Tutorial - Memprot.GPCR-ModSim

Remco L. van den Broek, Rebecca V. Küpper, Xabier Bello, and Hugo Gutiérrez-de-Terán

Latest change: January 30th, 2024

Overview

Memprot.GPCR-ModSim is an extension of the GPCR-ModSim web server, originally designed for the modeling and molecular dynamics (MD) equilibration of G-protein-coupled receptors (GPCRs). In the current version, the web server allows modeling and equilibration of ANY membrane protein. Homology models are gathered from AlphaFold-DB or predicted using the AlphaFold 2.0 engine for modeling protein sequences not stored within the database. MD equilibration is performed using refurbished pipelines designed for membrane embedding and solvation and performing MD simulations on the generated (or existing) membrane-protein models. The user can start a new project just from a FASTA sequence/UniProt ID, as well as uploading a pre-generated 3D structure (either experimental or modeled by any means), which importantly can include non-protein elements, such as ligand(s), structural waters, and ions. The flowchart of the server is depicted in Figure 1.
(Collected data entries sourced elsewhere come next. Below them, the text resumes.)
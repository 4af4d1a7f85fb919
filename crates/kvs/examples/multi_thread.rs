//! Ten worker threads concurrently writing to and reading back from one
//! shared store, then printing its reported size.
//!
//! Run with `cargo run --example multi_thread`.

use std::sync::Arc;
use std::thread;

use kvs::KeyValueStore;

fn main() {
    tracing_subscriber::fmt::init();

    let store: Arc<KeyValueStore<String>> =
        Arc::new(KeyValueStore::new(512).expect("shard count is positive"));

    let workers: Vec<_> = (0..10)
        .map(|id: u32| {
            let store = Arc::clone(&store);
            thread::spawn(move || {
                for j in 0..10_000 {
                    let key = format!("key-{id}-{j}");
                    let value = format!("val-{id}-{j}");

                    store.set(key.as_str(), &value).expect("set never fails");

                    let read_back = store.get(&key).expect("key was just written");
                    assert_eq!(read_back, value, "read back a different value");
                }
            })
        })
        .collect();

    for worker in workers {
        worker.join().expect("worker panicked");
    }

    println!("Size of key-value store: {}", store.size());
}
Figure 1. Schematic representation of the workflow within the ModSim environment. Each stage is depicted in blue boxes. The input and output of the stages are depicted in the white boxes. Optional input is depicted in the dashed white boxes

Tutorial

In this tutorial, we provide a step-by-step guide on operating the Memprot.GPCR-ModSim webserver. The following sections are found within this tutorial:

Homology modeling from a mutated sequence
Molecular Dynamics from a PDB file
Additional notes on ligands and cofactors

Homology modeling from a natural sequence

In this tutorial, we will show you how to follow a step-by-step recipe to create homology models of canonical membrane proteins (for mutated proteins see Homology modeling from mutated sequence). Here we demonstrate the process using the Histamine H3 receptor (HRH3) (UniProt ID: Q9Y5N1). To start our Histamine H3 project, we can either go to the ‘Projects’ tab > ‘Add a new sequence’, or directly go to ‘Model a GPCR’. Here, we will give the project the name Tutorial_HRH3.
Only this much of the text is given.